The app, she says, is rife with musical diversity – the type labels could take note of. “I was scrolling and this Black rock band, three girls, had said they’d really struggled going down the major route, and they posted their own stuff, shared it on TikTok and loads of people started supporting them.
“It opened up a discussion about why as Black people we feel like we can’t do other genres outside of R‘n’B or rap – they kind of sparked a conversation.”
Cat’s music is nowhere near either genre: she writes gentle melodic pop songs with surprisingly jaunty lyrics. In Go, about an ex who cheated on her, she warns: “Pack up your bags and go,” with all the listlessness of Lily Allen’s Fuck You.
Sonically, it’s a charm offensive but lyrically wrapped in a strong moral message about transparency in relationships. Lily, it turns out, was an inspiration, as were artists India Arie, Tori Kelly and Alessia Cara.
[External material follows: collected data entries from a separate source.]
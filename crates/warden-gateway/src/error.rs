//! Error types for the gateway.

use std::time::Duration;
use thiserror::Error;
use warden_core::ContextError;
use warden_policy::{Decision, PolicyError};
use warden_resilience::{RateLimitError, ResilienceError};
use warden_token::TokenError;

/// Why a request did not reach, or did not come back from, the backend.
///
/// `E` is the backend's error type.
#[derive(Debug, Error)]
pub enum GatewayError<E> {
    /// The caller exceeded its rate limit.
    #[error(transparent)]
    RateLimited(RateLimitError),

    /// The bearer token was rejected, or could not be checked.
    #[error("authentication failed: {0}")]
    Unauthenticated(TokenError),

    /// Policy evaluation denied the request.
    #[error("access denied: {}", .0.reason)]
    Forbidden(Decision),

    /// The request context was canceled or timed out.
    #[error(transparent)]
    Context(ContextError),

    /// The backend call failed after the resilience layers.
    #[error("backend call failed: {0}")]
    Backend(#[source] ResilienceError<E>),
}

impl<E> GatewayError<E> {
    /// Transport-level status a surrounding HTTP layer should answer with.
    pub fn status_hint(&self) -> u16 {
        match self {
            Self::RateLimited(_) => 429,
            Self::Unauthenticated(TokenError::InsufficientScope { .. }) => 403,
            Self::Unauthenticated(e) if e.is_rejection() => 401,
            Self::Unauthenticated(_) => 500,
            Self::Forbidden(_) => 403,
            Self::Context(ContextError::DeadlineExceeded) => 504,
            // Client closed the request.
            Self::Context(ContextError::Canceled) => 499,
            Self::Backend(e) => match e {
                ResilienceError::RateLimitExceeded { .. } => 429,
                ResilienceError::CircuitOpen { .. } | ResilienceError::BulkheadFull { .. } => 503,
                ResilienceError::Context(ContextError::DeadlineExceeded) => 504,
                ResilienceError::Context(ContextError::Canceled) => 499,
                ResilienceError::RetryExhausted { .. } | ResilienceError::Inner(_) => 502,
            },
        }
    }

    /// How long a rate-limited caller should wait.
    pub fn retry_after(&self) -> Option<Duration> {
        match self {
            Self::RateLimited(RateLimitError::Exceeded { retry_after, .. })
            | Self::Backend(ResilienceError::RateLimitExceeded { retry_after, .. }) => {
                Some(*retry_after)
            }
            _ => None,
        }
    }

    /// Whether the request was turned away before any backend attempt.
    pub fn is_early_rejection(&self) -> bool {
        matches!(
            self,
            Self::RateLimited(_) | Self::Unauthenticated(_) | Self::Forbidden(_)
        )
    }
}

impl<E> From<ResilienceError<E>> for GatewayError<E> {
    fn from(err: ResilienceError<E>) -> Self {
        match err {
            ResilienceError::Context(e) => Self::Context(e),
            other => Self::Backend(other),
        }
    }
}

/// Failure assembling a gateway from configuration.
#[derive(Debug, Error)]
pub enum SetupError {
    #[error("token service: {0}")]
    Token(#[from] TokenError),

    #[error("policies: {0}")]
    Policy(#[from] PolicyError),
}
I try and have the lyrics and melody juxtaposed so that it’s heartbreak, but it’s quite fun.”Cat Burns
“I’ve always loved Lily,” says Cat. “I love the social commentary type of style she’s always had, and just her Britishness which I always wanted to do with my songs. I wanted to make sure I sing in my accent… I try and have the lyrics and melody juxtaposed so that it’s heartbreak, but it’s quite fun.”
“I have other songs which are quite deep and quite sad, but the melody and the beat is fun, so it’s putting a positive spin on something that might not be very happy.”
This positivity extends further, beyond her music, into a worldview that is clearly resonating with her hundreds of thousands of social media fans, some of which say in comments under her videos that they are learning to play the guitar and write music since they have discovered her. There’s the sense that she is clearly an addictive person to be around in the digital sphere, especially during a pandemic.
“I’m not really a serious person,” Cat concludes. “Even when I’m talking about serious things there’s always some light to it, because I think we should always see some light in something that is dark.”